Stefan Sagemeister puts it even more bluntly: “Recently I read an interview with somebody who designs roller coasters, and he referred to himself as a storyteller. No fuckhead, you are not a storyteller! You’re a roller coaster designer, and that’s fantastic! […] Or if you are a storyteller… that’s a fucking bullshit story. That’s boring.”

We’ve elevated storytelling as the artform of the cultured human, to the point where actual, grown adults act as though they’re wandering bards sharing tales around an enraptured campfire every time they pitch a toothpaste commercial.

Storytelling vs validation

The story-fication of everything, from shopping centres to websites to the unboxing a hairdryer, has intended to codify our collective experience, but its real agenda is to soothe the ego of the wannabe novelist churning out thinly veiled infomercials.

As Mac Schwerin writes: “’Telling a brand’s story’ presupposes that some version of the story was always there, waiting to be plucked from the ether by a creative medium and midwifed into tangibility.”

We have inserted ourselves into the lineage of great poets and fabulists, forgetting that few classic novels have been written about energy drinks.

For all this posturing and postulating, we’ve forgotten that storytelling isn’t inherently ennobling. It’s what the story itself communicates, transmits, evokes. It’s the ability to transport an audience to a galaxy far, far away, and yet still have them emotionally resonate with the events therein.

Storytelling is not an innate ability granted to every human at birth. It is not a quality you can obtain by thinking about reading that Joseph Campbell book on your shelf.

Storytelling is a fight, a brutal contact sport that bloodies the nose and batters the ego. It is a process of humiliating yourself at the altar of the keyboard or notepad, over and over again, until that thing you so value to communicate is rendered somewhat – barely – passable to thine own eyes. Storytelling is entering a relationship with your own story, and slowly realising you have no way of pleasing it.

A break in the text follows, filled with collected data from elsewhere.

//! In-memory storage backend.

use std::collections::HashMap;
use std::sync::{RwLock, RwLockReadGuard, RwLockWriteGuard};

use chrono::Utc;
use uuid::Uuid;

use super::traits::{RecordStore, UserStore};
use super::types::{
    BinaryRecord, CardRecord, NewBinaryRecord, NewCardRecord, NewTextRecord, NewUser, TextRecord,
    User,
};
use crate::error::{Result, VaultError};
use crate::records::{Binary, Card, Text};

#[derive(Default)]
struct Tables {
    users: HashMap<String, User>,
    texts: HashMap<Uuid, TextRecord>,
    binaries: HashMap<Uuid, BinaryRecord>,
    cards: HashMap<Uuid, CardRecord>,
}

/// Storage held entirely in process memory.
///
/// One `RwLock` guards all tables, so each operation is atomic with respect
/// to every other.
#[derive(Default)]
pub struct MemoryStorage {
    tables: RwLock<Tables>,
}

impl MemoryStorage {
    pub fn new() -> Self {
        Self::default()
    }

    fn read(&self) -> Result<RwLockReadGuard<'_, Tables>> {
        self.tables
            .read()
            .map_err(|_| VaultError::Storage("Memory storage lock poisoned".to_string()))
    }

    fn write(&self) -> Result<RwLockWriteGuard<'_, Tables>> {
        self.tables
            .write()
            .map_err(|_| VaultError::Storage("Memory storage lock poisoned".to_string()))
    }

    /// Total number of records of every kind.
    pub fn record_count(&self) -> usize {
        self.read()
            .map(|t| t.texts.len() + t.binaries.len() + t.cards.len())
            .unwrap_or(0)
    }
}

/// Reject records whose owner has no user row.
fn ensure_owner(tables: &Tables, owner_id: &Uuid) -> Result<()> {
    if tables.users.values().any(|u| u.id == *owner_id) {
        Ok(())
    } else {
        Err(VaultError::Storage(format!(
            "Record owner does not exist: {}",
            owner_id
        )))
    }
}

/// Generate an id not used by any record of any kind.
fn fresh_id(tables: &Tables) -> Uuid {
    loop {
        let id = Uuid::new_v4();
        if !tables.texts.contains_key(&id)
            && !tables.binaries.contains_key(&id)
            && !tables.cards.contains_key(&id)
        {
            return id;
        }
    }
}

impl UserStore for MemoryStorage {
    fn insert_user(&self, user: &NewUser) -> Result<Uuid> {
        let mut tables = self.write()?;
        if tables.users.contains_key(&user.login) {
            return Err(VaultError::DuplicateLogin(user.login.clone()));
        }
        let id = Uuid::new_v4();
        tables.users.insert(
            user.login.clone(),
            User {
                id,
                login: user.login.clone(),
                password_hash: user.password_hash.clone(),
                encryption_key: user.encryption_key.clone(),
                created_at: Utc::now(),
            },
        );
        Ok(id)
    }

    fn select_user(&self, login: &str) -> Result<Option<User>> {
        Ok(self.read()?.users.get(login).cloned())
    }
}

impl RecordStore<Text> for MemoryStorage {
    fn insert(&self, record: &NewTextRecord) -> Result<Uuid> {
        let mut tables = self.write()?;
        ensure_owner(&tables, &record.owner_id)?;
        let id = fresh_id(&tables);
        tables.texts.insert(
            id,
            TextRecord {
                id,
                owner_id: record.owner_id,
                cipher_text: record.cipher_text.clone(),
            },
        );
        Ok(id)
    }

    fn select_by_id_and_owner(&self, id: &Uuid, owner_id: &Uuid) -> Result<Option<TextRecord>> {
        Ok(self
            .read()?
            .texts
            .get(id)
            .filter(|r| r.owner_id == *owner_id)
            .cloned())
    }

    fn delete_by_id_and_owner(&self, id: &Uuid, owner_id: &Uuid) -> Result<bool> {
        let mut tables = self.write()?;
        let owned = tables
            .texts
            .get(id)
            .is_some_and(|r| r.owner_id == *owner_id);
        if owned {
            tables.texts.remove(id);
        }
        Ok(owned)
    }
}

impl RecordStore<Binary> for MemoryStorage {
    fn insert(&self, record: &NewBinaryRecord) -> Result<Uuid> {
        let mut tables = self.write()?;
        ensure_owner(&tables, &record.owner_id)?;
        let id = fresh_id(&tables);
        tables.binaries.insert(
            id,
            BinaryRecord {
                id,
                owner_id: record.owner_id,
                filename: record.filename.clone(),
                cipher_blob: record.cipher_blob.clone(),
            },
        );
        Ok(id)
    }

    fn select_by_id_and_owner(&self, id: &Uuid, owner_id: &Uuid) -> Result<Option<BinaryRecord>> {
        Ok(self
            .read()?
            .binaries
            .get(id)
            .filter(|r| r.owner_id == *owner_id)
            .cloned())
    }

    fn delete_by_id_and_owner(&self, id: &Uuid, owner_id: &Uuid) -> Result<bool> {
        let mut tables = self.write()?;
        let owned = tables
            .binaries
            .get(id)
            .is_some_and(|r| r.owner_id == *owner_id);
        if owned {
            tables.binaries.remove(id);
        }
        Ok(owned)
    }
}

impl RecordStore<Card> for MemoryStorage {
    fn insert(&self, record: &NewCardRecord) -> Result<Uuid> {
        let mut tables = self.write()?;
        ensure_owner(&tables, &record.owner_id)?;
        let id = fresh_id(&tables);
        tables.cards.insert(
            id,
            CardRecord {
                id,
                owner_id: record.owner_id,
                cipher_card_number: record.cipher_card_number.clone(),
                cardholder_name: record.cardholder_name.clone(),
                expiration_date: record.expiration_date.clone(),
                cipher_cvv: record.cipher_cvv.clone(),
                created_at: record.created_at,
            },
        );
        Ok(id)
    }

    fn select_by_id_and_owner(&self, id: &Uuid, owner_id: &Uuid) -> Result<Option<CardRecord>> {
        Ok(self
            .read()?
            .cards
            .get(id)
            .filter(|r| r.owner_id == *owner_id)
            .cloned())
    }

    fn delete_by_id_and_owner(&self, id: &Uuid, owner_id: &Uuid) -> Result<bool> {
        let mut tables = self.write()?;
        let owned = tables
            .cards
            .get(id)
            .is_some_and(|r| r.owner_id == *owner_id);
        if owned {
            tables.cards.remove(id);
        }
        Ok(owned)
    }
}

#[cfg(test)]
mod tests {
    use super::*;
    use crate::crypto::EncryptionKey;

    fn new_user(login: &str) -> NewUser {
        NewUser {
            login: login.to_string(),
            password_hash: "$argon2id$stub".to_string(),
            encryption_key: EncryptionKey::generate().unwrap(),
        }
    }

    #[test]
    fn test_duplicate_login_rejected() {
        let storage = MemoryStorage::new();
        storage.insert_user(&new_user("alice")).unwrap();
        assert!(matches!(
            storage.insert_user(&new_user("alice")),
            Err(VaultError::DuplicateLogin(login)) if login == "alice"
        ));
    }

    #[test]
    fn test_select_user_returns_stored_key() {
        let storage = MemoryStorage::new();
        let user = new_user("alice");
        let id = storage.insert_user(&user).unwrap();

        let stored = storage.select_user("alice").unwrap().unwrap();
        assert_eq!(stored.id, id);
        assert_eq!(stored.encryption_key.as_bytes(), user.encryption_key.as_bytes());
        assert!(storage.select_user("bob").unwrap().is_none());
    }

    #[test]
    fn test_scoped_select_and_delete() {
        let storage = MemoryStorage::new();
        let owner = storage.insert_user(&new_user("alice")).unwrap();
        let stranger = storage.insert_user(&new_user("bob")).unwrap();
        let id = RecordStore::<Text>::insert(
            &storage,
            &NewTextRecord {
                owner_id: owner,
                cipher_text: "c".to_string(),
            },
        )
        .unwrap();

        assert!(RecordStore::<Text>::select_by_id_and_owner(&storage, &id, &stranger)
            .unwrap()
            .is_none());
        assert!(!RecordStore::<Text>::delete_by_id_and_owner(&storage, &id, &stranger).unwrap());
        assert!(RecordStore::<Text>::delete_by_id_and_owner(&storage, &id, &owner).unwrap());
        assert_eq!(storage.record_count(), 0);
    }

    #[test]
    fn test_ids_unique_across_kinds() {
        let storage = MemoryStorage::new();
        let owner = storage.insert_user(&new_user("alice")).unwrap();
        let text_id = RecordStore::<Text>::insert(
            &storage,
            &NewTextRecord {
                owner_id: owner,
                cipher_text: "c".to_string(),
            },
        )
        .unwrap();
        let binary_id = RecordStore::<Binary>::insert(
            &storage,
            &NewBinaryRecord {
                owner_id: owner,
                filename: "f".to_string(),
                cipher_blob: "c".to_string(),
            },
        )
        .unwrap();
        assert_ne!(text_id, binary_id);

        // A text id never resolves as a binary record.
        assert!(RecordStore::<Binary>::select_by_id_and_owner(&storage, &text_id, &owner)
            .unwrap()
            .is_none());
    }

    #[test]
    fn test_record_for_unknown_owner_rejected() {
        let storage = MemoryStorage::new();
        let err = RecordStore::<Text>::insert(
            &storage,
            &NewTextRecord {
                owner_id: Uuid::new_v4(),
                cipher_text: "c".to_string(),
            },
        )
        .unwrap_err();
        assert!(matches!(err, VaultError::Storage(_)));
        assert_eq!(storage.record_count(), 0);
    }

    #[test]
    fn test_card_keeps_sealed_timestamp() {
        let storage = MemoryStorage::new();
        let owner = storage.insert_user(&new_user("alice")).unwrap();
        let created_at = Utc::now() - chrono::Duration::minutes(5);
        let id = RecordStore::<Card>::insert(
            &storage,
            &NewCardRecord {
                owner_id: owner,
                cipher_card_number: "n".to_string(),
                cardholder_name: "ALICE".to_string(),
                expiration_date: "01/30".to_string(),
                cipher_cvv: "c".to_string(),
                created_at,
            },
        )
        .unwrap();
        let card = RecordStore::<Card>::select_by_id_and_owner(&storage, &id, &owner)
            .unwrap()
            .unwrap();
        assert_eq!(card.created_at, created_at);
    }
}
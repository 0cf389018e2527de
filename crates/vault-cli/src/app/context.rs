//! Application context for the Vault CLI.
//!
//! Provides a unified context that combines CLI arguments with the
//! lazily-loaded config and vault.

use std::path::Path;
use std::sync::Arc;

use chrono::Duration;
use once_cell::unsync::OnceCell;
use tracing::debug;

use vault_core::{CredentialHasher, SessionClaims, SessionTokenCodec, SqliteStorage, Vault};

use crate::cli::Cli;
use crate::config::VaultConfig;
use crate::errors::CliError;
use crate::security::read_secret_file;

use super::resolver::{load_config, session_token_path};

/// Application context that bundles CLI args with config and storage.
///
/// Config and vault are opened on first use, so commands that need neither
/// (completions, logout) never touch the filesystem.
pub struct AppContext<'a> {
    cli: &'a Cli,
    config: OnceCell<VaultConfig>,
    vault: OnceCell<Vault<SqliteStorage>>,
}

impl<'a> AppContext<'a> {
    /// Create a new application context from CLI arguments.
    pub fn new(cli: &'a Cli) -> Self {
        Self {
            cli,
            config: OnceCell::new(),
            vault: OnceCell::new(),
        }
    }

    /// Check if quiet mode is enabled.
    pub fn quiet(&self) -> bool {
        self.cli.quiet
    }

    /// Get the config, loading it lazily if needed.
    pub fn config(&self) -> anyhow::Result<&VaultConfig> {
        self.config.get_or_try_init(load_config)
    }

    /// Get the vault, opening the database lazily if needed.
    pub fn vault(&self) -> anyhow::Result<&Vault<SqliteStorage>> {
        self.vault.get_or_try_init(|| open_vault(self.config()?))
    }

    /// Verify the stored session token and return its claims.
    pub fn claims(&self) -> anyhow::Result<SessionClaims> {
        let path = session_token_path()?;
        if !path.exists() {
            return Err(CliError::auth_failed_with_hint(
                "Not logged in",
                "Hint: Run `vault login --login <LOGIN>`.",
            )
            .into());
        }
        let token = std::fs::read_to_string(&path)
            .map_err(|e| anyhow::anyhow!("Failed to read session {}: {}", path.display(), e))?;
        self.vault()?.authorize(token.trim()).map_err(|err| {
            debug!(error = %err, "Stored session rejected");
            CliError::auth_failed_with_hint(
                err.client_message(),
                "Hint: Your session may have expired. Run `vault login --login <LOGIN>`.",
            )
            .into()
        })
    }
}

fn open_vault(config: &VaultConfig) -> anyhow::Result<Vault<SqliteStorage>> {
    let secret = read_secret_file(Path::new(&config.session.secret_path))?;
    if config.session.ttl_hours <= 0 {
        return Err(CliError::invalid_input("session.ttl_hours must be positive").into());
    }
    let codec = SessionTokenCodec::new(&secret)?.with_ttl(Duration::hours(config.session.ttl_hours));
    let hasher = CredentialHasher::with_params(
        config.security.argon2_memory_kib,
        config.security.argon2_iterations,
        config.security.argon2_parallelism,
    )?;

    let database = Path::new(&config.storage.path);
    if !database.exists() {
        return Err(CliError::not_found(
            format!("No vault database at {}", database.display()),
            "Hint: Run `vault init` or fix [storage] path in the config.",
        )
        .into());
    }
    let storage = SqliteStorage::open(database)?;
    Ok(Vault::with_hasher(Arc::new(storage), codec, hasher))
}
use std::path::Path;

use tracing::info;
use vault_core::session::{DEFAULT_TOKEN_TTL_HOURS, MIN_SECRET_BYTES};
use vault_core::SqliteStorage;

use crate::app::{resolve_config_path, AppContext};
use crate::cli::InitArgs;
use crate::config::{default_database_path, default_secret_path, write_config, VaultConfig};
use crate::errors::CliError;
use crate::security::{
    ensure_parent_dir, generate_secret_bytes, read_secret_file, write_secret_file,
};

pub fn handle_init(ctx: &AppContext, args: &InitArgs) -> anyhow::Result<()> {
    let config_path = resolve_config_path()?;
    if config_path.exists() {
        return Err(CliError::invalid_input(format!(
            "Config already exists at {}",
            config_path.display()
        ))
        .into());
    }

    let ttl_hours = args.ttl_hours.unwrap_or(DEFAULT_TOKEN_TTL_HOURS);
    if ttl_hours <= 0 {
        return Err(CliError::invalid_input("--ttl-hours must be positive").into());
    }

    let database_path = match &args.database {
        Some(path) => path.clone(),
        None => default_database_path()?,
    };
    let secret_path = default_secret_path()?;

    // Database first: nothing secret is written unless storage is usable.
    ensure_parent_dir(&database_path)?;
    SqliteStorage::open(&database_path)?;

    let created_secret = prepare_secret(&secret_path)?;

    let config = VaultConfig::new(&database_path, &secret_path, ttl_hours);
    if let Err(err) = write_config(&config_path, &config) {
        if created_secret {
            let _ = std::fs::remove_file(&secret_path);
        }
        return Err(err);
    }

    if !ctx.quiet() {
        println!("Initialized vault");
        println!("  config:   {}", config_path.display());
        println!("  database: {}", database_path.display());
    }
    Ok(())
}

/// Make sure a signing secret exists at `path`.
///
/// A valid secret left by an earlier, unfinished init is kept. Returns
/// whether a new secret was written.
fn prepare_secret(path: &Path) -> anyhow::Result<bool> {
    if path.exists() {
        if read_secret_file(path).is_ok_and(|secret| secret.len() >= MIN_SECRET_BYTES) {
            info!(path = %path.display(), "Reusing existing signing secret");
            return Ok(false);
        }
        return Err(CliError::invalid_input(format!(
            "Unreadable signing secret at {}; remove it and run init again",
            path.display()
        ))
        .into());
    }
    let secret = generate_secret_bytes()?;
    write_secret_file(path, secret.as_ref())?;
    Ok(true)
}
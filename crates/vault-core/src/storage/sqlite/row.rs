//! Raw row types for database queries.

use chrono::{DateTime, Utc};
use uuid::Uuid;

use crate::crypto::EncryptionKey;
use crate::error::{Result, VaultError};
use crate::storage::types::{BinaryRecord, CardRecord, TextRecord, User};

fn parse_uuid(value: &str, what: &str) -> Result<Uuid> {
    Uuid::parse_str(value).map_err(|e| VaultError::Storage(format!("Invalid {} UUID: {}", what, e)))
}

fn parse_timestamp(value: &str) -> Result<DateTime<Utc>> {
    Ok(DateTime::parse_from_rfc3339(value)
        .map_err(|e| VaultError::Storage(format!("Invalid timestamp: {}", e)))?
        .with_timezone(&Utc))
}

/// Raw row data from the users table.
pub struct UserRow {
    pub id: String,
    pub login: String,
    pub password_hash: String,
    pub encryption_key: String,
    pub created_at: String,
}

impl TryFrom<UserRow> for User {
    type Error = VaultError;

    fn try_from(row: UserRow) -> Result<Self> {
        // A bad stored key is a storage fault, not caller input.
        let encryption_key = EncryptionKey::from_base64(&row.encryption_key)
            .map_err(|e| VaultError::Storage(format!("Invalid stored key: {}", e)))?;

        Ok(User {
            id: parse_uuid(&row.id, "user")?,
            login: row.login,
            password_hash: row.password_hash,
            encryption_key,
            created_at: parse_timestamp(&row.created_at)?,
        })
    }
}

/// Raw row data from the text_records table.
#[derive(Debug)]
pub struct TextRow {
    pub id: String,
    pub owner_id: String,
    pub cipher_text: String,
}

impl TryFrom<TextRow> for TextRecord {
    type Error = VaultError;

    fn try_from(row: TextRow) -> Result<Self> {
        Ok(TextRecord {
            id: parse_uuid(&row.id, "record")?,
            owner_id: parse_uuid(&row.owner_id, "owner")?,
            cipher_text: row.cipher_text,
        })
    }
}

/// Raw row data from the binary_records table.
#[derive(Debug)]
pub struct BinaryRow {
    pub id: String,
    pub owner_id: String,
    pub filename: String,
    pub cipher_blob: String,
}

impl TryFrom<BinaryRow> for BinaryRecord {
    type Error = VaultError;

    fn try_from(row: BinaryRow) -> Result<Self> {
        Ok(BinaryRecord {
            id: parse_uuid(&row.id, "record")?,
            owner_id: parse_uuid(&row.owner_id, "owner")?,
            filename: row.filename,
            cipher_blob: row.cipher_blob,
        })
    }
}

/// Raw row data from the card_records table.
#[derive(Debug)]
pub struct CardRow {
    pub id: String,
    pub owner_id: String,
    pub cipher_card_number: String,
    pub cardholder_name: String,
    pub expiration_date: String,
    pub cipher_cvv: String,
    pub created_at: String,
}

impl TryFrom<CardRow> for CardRecord {
    type Error = VaultError;

    fn try_from(row: CardRow) -> Result<Self> {
        Ok(CardRecord {
            id: parse_uuid(&row.id, "record")?,
            owner_id: parse_uuid(&row.owner_id, "owner")?,
            cipher_card_number: row.cipher_card_number,
            cardholder_name: row.cardholder_name,
            expiration_date: row.expiration_date,
            cipher_cvv: row.cipher_cvv,
            created_at: parse_timestamp(&row.created_at)?,
        })
    }
}
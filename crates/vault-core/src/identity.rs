//! User registration and authentication.
//!
//! Each user gets one encryption key at registration. Authentication hands
//! back that same key, so every session a user opens decrypts the same
//! records.

use std::sync::atomic::{AtomicU64, Ordering};
use std::sync::Arc;

use secrecy::SecretString;
use tracing::{info, warn};
use uuid::Uuid;

use crate::crypto::{validate_login, validate_password, CredentialHasher, EncryptionKey};
use crate::error::{Result, VaultError};
use crate::storage::{NewUser, UserStore};

/// Identity and key of a registered or authenticated user.
#[derive(Debug, Clone)]
pub struct Registration {
    pub user_id: Uuid,
    pub encryption_key: EncryptionKey,
}

/// Registry counters. Observability only; never consulted for decisions.
#[derive(Debug, Default)]
pub struct RegistryMetrics {
    registrations: AtomicU64,
    authentications: AtomicU64,
    failed_authentications: AtomicU64,
    password_checks: AtomicU64,
}

/// Point-in-time copy of [`RegistryMetrics`].
#[derive(Debug, Clone, Copy, PartialEq, Eq, Default)]
pub struct MetricsSnapshot {
    pub registrations: u64,
    pub authentications: u64,
    pub failed_authentications: u64,
    pub password_checks: u64,
}

impl RegistryMetrics {
    pub fn snapshot(&self) -> MetricsSnapshot {
        MetricsSnapshot {
            registrations: self.registrations.load(Ordering::Relaxed),
            authentications: self.authentications.load(Ordering::Relaxed),
            failed_authentications: self.failed_authentications.load(Ordering::Relaxed),
            password_checks: self.password_checks.load(Ordering::Relaxed),
        }
    }
}

/// Registers and authenticates users against a [`UserStore`].
///
/// The store is the only source of truth; the registry keeps no user cache.
pub struct IdentityRegistry<S> {
    store: Arc<S>,
    hasher: CredentialHasher,
    metrics: RegistryMetrics,
}

impl<S: UserStore> IdentityRegistry<S> {
    pub fn new(store: Arc<S>) -> Self {
        Self::with_hasher(store, CredentialHasher::default())
    }

    pub fn with_hasher(store: Arc<S>, hasher: CredentialHasher) -> Self {
        Self {
            store,
            hasher,
            metrics: RegistryMetrics::default(),
        }
    }

    pub fn metrics(&self) -> &RegistryMetrics {
        &self.metrics
    }

    /// Register a new user and generate their encryption key.
    ///
    /// Performs exactly one storage write.
    ///
    /// # Errors
    ///
    /// - `VaultError::Validation` for a bad login or empty password
    /// - `VaultError::DuplicateLogin` if the login is taken
    pub fn register(&self, login: &str, password: &SecretString) -> Result<Registration> {
        validate_login(login)?;
        validate_password(password)?;

        let encryption_key = EncryptionKey::generate()?;
        let password_hash = self.hasher.hash(password)?;

        let user_id = self.store.insert_user(&NewUser {
            login: login.to_string(),
            password_hash,
            encryption_key: encryption_key.clone(),
        })?;

        self.metrics.registrations.fetch_add(1, Ordering::Relaxed);
        info!(user_id = %user_id, "User registered");

        Ok(Registration {
            user_id,
            encryption_key,
        })
    }

    /// Check a login and password and return the stored id and key.
    ///
    /// Performs exactly one storage read. The key is returned unchanged.
    ///
    /// # Errors
    ///
    /// Returns `VaultError::InvalidCredentials` for an unknown login and for
    /// a wrong password alike. Both paths pay one full Argon2 verification.
    pub fn authenticate(&self, login: &str, password: &SecretString) -> Result<Registration> {
        let user = self.store.select_user(login)?;
        self.metrics.password_checks.fetch_add(1, Ordering::Relaxed);
        let verified = match &user {
            Some(user) => self.hasher.verify(password, &user.password_hash)?,
            None => self.hasher.verify_missing(password)?,
        };

        let user = match user {
            Some(user) if verified => user,
            _ => {
                self.metrics
                    .failed_authentications
                    .fetch_add(1, Ordering::Relaxed);
                warn!("Authentication failed");
                return Err(VaultError::InvalidCredentials);
            }
        };

        self.metrics.authentications.fetch_add(1, Ordering::Relaxed);
        Ok(Registration {
            user_id: user.id,
            encryption_key: user.encryption_key.clone(),
        })
    }
}
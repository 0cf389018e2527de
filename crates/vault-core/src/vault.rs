//! The vault facade: identity, sessions and records over one store.

use std::sync::Arc;

use chrono::{DateTime, SubsecRound, Utc};
use secrecy::SecretString;
use serde::Serialize;
use uuid::Uuid;

use crate::crypto::CredentialHasher;
use crate::error::Result;
use crate::identity::{IdentityRegistry, Registration};
use crate::records::{Binary, Card, RecordService, Text};
use crate::session::{SessionClaims, SessionTokenCodec};
use crate::storage::StorageEngine;

/// An issued session.
#[derive(Debug, Clone, Serialize)]
pub struct Session {
    pub user_id: Uuid,
    pub token: String,
    pub expires_at: DateTime<Utc>,
}

/// Entry point for embedding the vault.
///
/// `Vault` is `Sync` when its store is, so one instance can serve
/// concurrent callers; nothing in it is tied to a particular session.
pub struct Vault<S> {
    registry: IdentityRegistry<S>,
    codec: SessionTokenCodec,
    texts: RecordService<Text, S>,
    binaries: RecordService<Binary, S>,
    cards: RecordService<Card, S>,
}

impl<S: StorageEngine> Vault<S> {
    pub fn new(store: Arc<S>, codec: SessionTokenCodec) -> Self {
        Self::with_hasher(store, codec, CredentialHasher::default())
    }

    pub fn with_hasher(store: Arc<S>, codec: SessionTokenCodec, hasher: CredentialHasher) -> Self {
        Self {
            registry: IdentityRegistry::with_hasher(Arc::clone(&store), hasher),
            codec,
            texts: RecordService::new(Arc::clone(&store)),
            binaries: RecordService::new(Arc::clone(&store)),
            cards: RecordService::new(store),
        }
    }

    /// Register a user and open their first session.
    pub fn register(&self, login: &str, password: &SecretString) -> Result<Session> {
        let registration = self.registry.register(login, password)?;
        self.open_session(&registration)
    }

    /// Authenticate a user and open a session.
    pub fn login(&self, login: &str, password: &SecretString) -> Result<Session> {
        let registration = self.registry.authenticate(login, password)?;
        self.open_session(&registration)
    }

    /// Verify a bearer token and return its claims.
    pub fn authorize(&self, token: &str) -> Result<SessionClaims> {
        self.codec.verify(token)
    }

    fn open_session(&self, registration: &Registration) -> Result<Session> {
        // The token carries whole seconds only.
        let expires_at = (Utc::now() + self.codec.ttl()).trunc_subsecs(0);
        let token = self.codec.issue_expiring_at(
            registration.user_id,
            &registration.encryption_key,
            expires_at,
        )?;
        Ok(Session {
            user_id: registration.user_id,
            token,
            expires_at,
        })
    }

    pub fn registry(&self) -> &IdentityRegistry<S> {
        &self.registry
    }

    pub fn texts(&self) -> &RecordService<Text, S> {
        &self.texts
    }

    pub fn binaries(&self) -> &RecordService<Binary, S> {
        &self.binaries
    }

    pub fn cards(&self) -> &RecordService<Card, S> {
        &self.cards
    }
}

Storytelling is not so much a skill as it is a muscle. It must be exercised to be of much use to anyone.

Live in the moment

We need to be comfortable in the knowledge that storytelling is not the marketer’s end goal; it is eliciting a response. That response can be coaxed via a story, but it is enough to simply evoke a momentary sensation of wonder, of amusement, of exhilaration, without tying it to a grand tradition of drama.

Truly great ads allow you to feel something for a product you couldn’t have cared less about 30 seconds earlier. They are moments – captured, crafted and cared for – but still just moments.

And generally, these moments work best not by guiding you on a journey, but by rapidly escalating their joys in surprising ways, or by daring you to make sense of it before the punchline reveals itself.

There will always be a place for stories in advertising, but as exciting outliers and oddities. The indelible advertising of the past has been built on catchphrases, jingles and fanfares, on the ability to capture people’s imaginations, emotions and desires in a fleeting second of connection.

They’re not stories worth telling. But they are moments worth sharing. And there’s no shame in that.

Mike Cardillo is co-founder and ECD of video production company Sixteen Corners.